Para anunciar el Evangelio, Dios le pide al hombre radicalidad, es decir, dejar todo y seguirlo a Él. Ello requiere, en primer lugar mucha fe en aquel que llama y mucha esperanza en el sentido de que la promesa es fuente de algo superior que el hombre no es capaz de darse a sí mismo. En efecto, los seres humanos podemos tener muchos logros humanos, sociales y familiares, -lo que está muy bien, por cierto- pero no podemos salvarnos, es decir lograr nuestra vocación divina, sin estar cerca de Dios.

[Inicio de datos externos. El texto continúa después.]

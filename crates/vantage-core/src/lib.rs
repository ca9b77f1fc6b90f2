pub mod coords;
pub mod error;
pub mod math;
pub mod pose;
pub mod space;

// Re-exports
pub use coords::{
    ScreenToWorld, WorldToScreen, camera_depth, camera_world_position, screen_to_camera,
    screen_to_ndc, screen_to_world, screen_to_world_point, world_to_screen,
    world_to_screen_point,
};
pub use error::CameraError;
pub use pose::CameraPose;
pub use space::{CameraPoint, NdcPoint, ScreenPoint, Viewport, ViewportPoint, WorldPoint};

El llamado a evangelizar, a atraer a hombres y mujeres hacia el mensaje de salvación es tarea de la Iglesia en su conjunto. Y la mejor manera de hacerlo es dando un testimonio coherente de vida entre lo que se dice y se hace, entre la fe que se profesa y la vida que lleva. Ello requiere no sólo conocer los mandamientos, sino que también pedir la gracia de vivirlos. Nada más atractivo que un testimonio cristiano coherente en el lugar donde se esté, en la situación en que se esté y con quien se esté. Ese es el desafío y la tarea.